Below is a set of records. Repeat all of them exactly.

PROVIDED ENTRIES section start

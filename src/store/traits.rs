//! Unified `Database` trait — single async interface for all persistence.

use async_trait::async_trait;
use chrono::{DateTime, Utc};
use serde::Serialize;

use crate::error::DatabaseError;

/// A stored email row, in the shape the HTTP API serves.
#[derive(Debug, Clone, Serialize)]
pub struct EmailRecord {
    pub id: i64,
    pub message_id: String,
    pub from_address: String,
    /// Resolved destination; may be a comma-joined list from the To-header
    /// fallback, or empty when resolution found nothing.
    pub to_address: String,
    pub subject: Option<String>,
    pub text_body: Option<String>,
    pub html_body: Option<String>,
    pub received_at: DateTime<Utc>,
}

/// A new email ready for insertion.
#[derive(Debug, Clone)]
pub struct NewEmail {
    pub message_id: String,
    pub from_address: String,
    pub to_address: String,
    pub subject: Option<String>,
    pub text_body: Option<String>,
    pub html_body: Option<String>,
    pub received_at: DateTime<Utc>,
}

/// Outcome of a deduplicated insert.
#[derive(Debug, Clone, Copy, PartialEq, Eq)]
pub struct InsertOutcome {
    /// Whether a new row was created (`false` means the `message_id` was
    /// already stored — an expected outcome under at-least-once delivery).
    pub inserted: bool,
    /// Rowid of the new record when one was created.
    pub id: Option<i64>,
}

/// A routing service record from the registry.
#[derive(Debug, Clone, Serialize)]
pub struct ServiceRecord {
    pub id: i64,
    pub name: String,
    /// Single substring matched against `from_address`.
    pub sender_filter: String,
    /// `|`-delimited subject substring alternatives; empty = no constraint.
    pub subject_filter: String,
}

/// Backend-agnostic database trait covering emails and services.
#[async_trait]
pub trait Database: Send + Sync {
    /// Run all pending schema migrations.
    async fn run_migrations(&self) -> Result<(), DatabaseError>;

    // ── Emails ──────────────────────────────────────────────────────

    /// Insert an email, deduplicated on `message_id`. A duplicate is
    /// reported as `inserted = false`, never as an error.
    async fn insert_email(&self, email: &NewEmail) -> Result<InsertOutcome, DatabaseError>;

    /// All emails addressed to `local_part` under any of the given domains,
    /// plus unaddressed emails (empty/NULL `to_address`), minus anything
    /// from `excluded_sender`. Ordered by `received_at` descending.
    async fn emails_for_address(
        &self,
        local_part: &str,
        domains: &[String],
        excluded_sender: &str,
    ) -> Result<Vec<EmailRecord>, DatabaseError>;

    /// Delete emails whose `received_at` precedes `now - age`.
    /// Returns the number of rows removed.
    async fn delete_older_than(&self, age: chrono::Duration) -> Result<u64, DatabaseError>;

    // ── Services ────────────────────────────────────────────────────

    /// List all routing services.
    async fn list_services(&self) -> Result<Vec<ServiceRecord>, DatabaseError>;

    /// Look up a service by id.
    async fn get_service(&self, id: i64) -> Result<Option<ServiceRecord>, DatabaseError>;

    /// Look up a service by exact name.
    async fn get_service_by_name(&self, name: &str)
    -> Result<Option<ServiceRecord>, DatabaseError>;

    /// Create a service; returns its new id.
    async fn create_service(
        &self,
        name: &str,
        sender_filter: &str,
        subject_filter: &str,
    ) -> Result<i64, DatabaseError>;

    /// Replace a service's filters. `NotFound` if the id has no row.
    async fn update_service(
        &self,
        id: i64,
        sender_filter: &str,
        subject_filter: &str,
    ) -> Result<(), DatabaseError>;
}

PROVIDED ENTRIES section end

* **ANSWER BOX**
filename src/store/traits.rs
//! Unified `Database` trait — single async interface for all persistence.

use async_trait::async_trait;
use chrono::{DateTime, Utc};
use serde::Serialize;

use crate::error::DatabaseError;

/// A stored email row, in the shape the HTTP API serves.
#[derive(Debug, Clone, Serialize)]
pub struct EmailRecord {
    pub id: i64,
    pub message_id: String,
    pub from_address: String,
    /// Resolved destination; may be a comma-joined list from the To-header
    /// fallback, or empty when resolution found nothing.
    pub to_address: String,
    pub subject: Option<String>,
    pub text_body: Option<String>,
    pub html_body: Option<String>,
    pub received_at: DateTime<Utc>,
}

/// A new email ready for insertion.
#[derive(Debug, Clone)]
pub struct NewEmail {
    pub message_id: String,
    pub from_address: String,
    pub to_address: String,
    pub subject: Option<String>,
    pub text_body: Option<String>,
    pub html_body: Option<String>,
    pub received_at: DateTime<Utc>,
}

/// Outcome of a deduplicated insert.
#[derive(Debug, Clone, Copy, PartialEq, Eq)]
pub struct InsertOutcome {
    /// Whether a new row was created (`false` means the `message_id` was
    /// already stored — an expected outcome under at-least-once delivery).
    pub inserted: bool,
    /// Rowid of the new record when one was created.
    pub id: Option<i64>,
}

/// A routing service record from the registry.
#[derive(Debug, Clone, Serialize)]
pub struct ServiceRecord {
    pub id: i64,
    pub name: String,
    /// Single substring matched against `from_address`.
    pub sender_filter: String,
    /// `|`-delimited subject substring alternatives; empty = no constraint.
    pub subject_filter: String,
}

/// Backend-agnostic database trait covering emails and services.
#[async_trait]
pub trait Database: Send + Sync {
    /// Run all pending schema migrations.
    async fn run_migrations(&self) -> Result<(), DatabaseError>;

    // ── Emails ──────────────────────────────────────────────────────

    /// Insert an email, deduplicated on `message_id`. A duplicate is
    /// reported as `inserted = false`, never as an error.
    async fn insert_email(&self, email: &NewEmail) -> Result<InsertOutcome, DatabaseError>;

    /// All emails addressed to `local_part` under any of the given domains,
    /// plus unaddressed emails (empty/NULL `to_address`), minus anything
    /// from `excluded_sender`. Ordered by `received_at` descending.
    async fn emails_for_address(
        &self,
        local_part: &str,
        domains: &[String],
        excluded_sender: &str,
    ) -> Result<Vec<EmailRecord>, DatabaseError>;

    /// Delete emails whose `received_at` precedes `now - age`.
    /// Returns the number of rows removed.
    async fn delete_older_than(&self, age: chrono::Duration) -> Result<u64, DatabaseError>;

    // ── Services ────────────────────────────────────────────────────

    /// List all routing services.
    async fn list_services(&self) -> Result<Vec<ServiceRecord>, DatabaseError>;

    /// Look up a service by id.
    async fn get_service(&self, id: i64) -> Result<Option<ServiceRecord>, DatabaseError>;

    /// Look up a service by exact name.
    async fn get_service_by_name(&self, name: &str)
    -> Result<Option<ServiceRecord>, DatabaseError>;

    /// Create a service; returns its new id.
    async fn create_service(
        &self,
        name: &str,
        sender_filter: &str,
        subject_filter: &str,
    ) -> Result<i64, DatabaseError>;

    /// Replace a service's filters. `NotFound` if the id has no row.
    async fn update_service(
        &self,
        id: i64,
        sender_filter: &str,
        subject_filter: &str,
    ) -> Result<(), DatabaseError>;
}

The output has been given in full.